Gabbie Hanna singles chronology
| "Monster/Monster (Reborn)" (2018) | "Medicate" (2019) | "Butterflies" (2019) |

Music video
- "Medicate" on YouTube

= Medicate (Gabbie Hanna song) =

2019 single by Gabbie Hanna

"Medicate" is a song written and recorded by Internet personality and singer-songwriter Gabbie Hanna released on February 1, 2019. It was released for digital download and streaming as the lead single from Hanna's debut EP, 2WayMirror. It was written by Hanna alongside American music production duo Lyre (Alina Smith & Elli Moore), who also produced the track.

==Music and lyrics==
"Medicate" has a length of three minutes and twenty four seconds.

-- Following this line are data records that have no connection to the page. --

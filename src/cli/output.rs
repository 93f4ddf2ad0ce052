use colored::Colorize;
use once_cell::sync::Lazy;
use std::fmt;
use std::sync::RwLock;

/// Message categories used by the CLI output helpers.
#[derive(Clone, Copy, PartialEq, Eq)]
pub enum MessageKind {
    Info,
    Success,
    Warning,
    Error,
    Section,
}

#[derive(Clone, Copy, Debug)]
pub struct OutputPreferences {
    pub color_enabled: bool,
}

impl Default for OutputPreferences {
    fn default() -> Self {
        Self {
            color_enabled: true,
        }
    }
}

static PREFERENCES: Lazy<RwLock<OutputPreferences>> =
    Lazy::new(|| RwLock::new(OutputPreferences::default()));

pub fn set_preferences(prefs: OutputPreferences) {
    if let Ok(mut guard) = PREFERENCES.write() {
        *guard = prefs;
    }
    colored::control::set_override(prefs.color_enabled);
}

pub fn current_preferences() -> OutputPreferences {
    PREFERENCES
        .read()
        .map(|guard| *guard)
        .unwrap_or_default()
}

fn label(kind: MessageKind) -> &'static str {
    match kind {
        MessageKind::Info => "",
        MessageKind::Success => "[ok] ",
        MessageKind::Warning => "[!] ",
        MessageKind::Error => "[x] ",
        MessageKind::Section => "",
    }
}

fn apply_style(kind: MessageKind, message: impl fmt::Display, prefs: &OutputPreferences) -> String {
    let text = message.to_string();
    let formatted = match kind {
        MessageKind::Section => format!("=== {} ===", text.trim()),
        _ => format!("{}{}", label(kind), text),
    };

    if !prefs.color_enabled {
        return formatted;
    }

    match kind {
        MessageKind::Success => formatted.bright_green().to_string(),
        MessageKind::Warning => formatted.bright_yellow().to_string(),
        MessageKind::Error => formatted.bright_red().to_string(),
        MessageKind::Section => formatted.bold().to_string(),
        MessageKind::Info => formatted,
    }
}

pub fn styled(kind: MessageKind, message: impl fmt::Display) -> String {
    apply_style(kind, message, &current_preferences())
}

pub fn print(kind: MessageKind, message: impl fmt::Display) {
    let formatted = styled(kind, message);
    match kind {
        MessageKind::Section => println!("\n{}", formatted),
        _ => println!("{}", formatted),
    }
}

pub fn info(message: impl fmt::Display) {
    print(MessageKind::Info, message);
}

pub fn success(message: impl fmt::Display) {
    print(MessageKind::Success, message);
}

pub fn warning(message: impl fmt::Display) {
    print(MessageKind::Warning, message);
}

pub fn error(message: impl fmt::Display) {
    print(MessageKind::Error, message);
}

pub fn section(title: impl fmt::Display) {
    print(MessageKind::Section, title);
}

#[cfg(test)]
mod tests {
    use super::*;

    #[test]
    fn plain_preferences_emit_labels_without_escapes() {
        let prefs = OutputPreferences {
            color_enabled: false,
        };
        assert_eq!(
            apply_style(MessageKind::Error, "boom", &prefs),
            "[x] boom"
        );
        assert_eq!(
            apply_style(MessageKind::Section, " Summary ", &prefs),
            "=== Summary ==="
        );
    }
}
pub mod build_info;
pub mod fs;
pub mod paths;

use std::sync::Once;

use tracing_subscriber::{fmt, EnvFilter};

static TRACING_INIT: Once = Once::new();

const DEFAULT_DIRECTIVE: &str = "zakat_ledger=warn";

/// Initializes the global tracing subscriber.
///
/// `RUST_LOG` wins when set; output goes to stderr so scripted stdout stays
/// machine-readable.
pub fn init_tracing() {
    TRACING_INIT.call_once(|| {
        let filter = EnvFilter::try_from_default_env()
            .unwrap_or_else(|_| EnvFilter::new(DEFAULT_DIRECTIVE));

        let _ = fmt()
            .with_env_filter(filter)
            .with_writer(std::io::stderr)
            .try_init();
    });
}
//! Outbound share links and the copy-link affordance.

pub mod clipboard;

use urlencoding::encode;

use crate::ledger::{notification::LINK_COPIED_MESSAGE, Notification};

pub use clipboard::{Clipboard, CommandClipboard, FileClipboard};

pub const SHARE_MESSAGE: &str = "Check out this Profit & Zakat Tracker app!";

#[derive(Debug, Clone, PartialEq, Eq)]
pub struct ShareLinks {
    pub whatsapp: String,
    pub telegram: String,
}

pub fn share_links(url: &str, message: &str) -> ShareLinks {
    ShareLinks {
        whatsapp: format!(
            "https://wa.me/?text={}",
            encode(&format!("{message} {url}"))
        ),
        telegram: format!(
            "https://t.me/share/url?url={}&text={}",
            encode(url),
            encode(message)
        ),
    }
}

/// Copies `url` with `primary`, falling back to `fallback`. Only when both
/// fail is a failure reported.
pub fn copy_link(url: &str, primary: &dyn Clipboard, fallback: &dyn Clipboard) -> Notification {
    match primary.copy(url) {
        Ok(()) => return Notification::success(LINK_COPIED_MESSAGE),
        Err(err) => {
            tracing::debug!(clipboard = primary.name(), error = %err, "primary clipboard failed");
        }
    }
    match fallback.copy(url) {
        Ok(()) => {
            tracing::info!(clipboard = fallback.name(), "copied link via fallback");
            Notification::success(format!(
                "{} (saved via {})",
                LINK_COPIED_MESSAGE,
                fallback.name()
            ))
        }
        Err(err) => {
            tracing::warn!(error = %err, "both clipboards failed");
            Notification::failure(format!("Could not copy link: {err}"))
        }
    }
}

It is in the key of G minor, with Hanna's vocal range spanning from the low note of F_{3} to the high note of C_{5}. The lyrics of "Medicate" explore the theme of anti-depressants and wondering if it will help with depression.

==Critical reception==
Nashmia Adnan, writing for Dankanator, called the song "more professional and mature" in comparison to her previous singles.

== Music video ==
A music video for the song was uploaded to YouTube on February 2, 2019. The video features Hanna in a warehouse, sitting on a chair with multiple of the same chairs forming a circle. At the climax to the song, a second version of Hanna appears—a version seen in previous music videos of hers.

== Live performances ==
Hanna performed "Medicate" on February 17, 2019, at VidCon London. She would later perform the song again at VidCon LA on July 13, 2019, alongside the rest of 2WayMirror.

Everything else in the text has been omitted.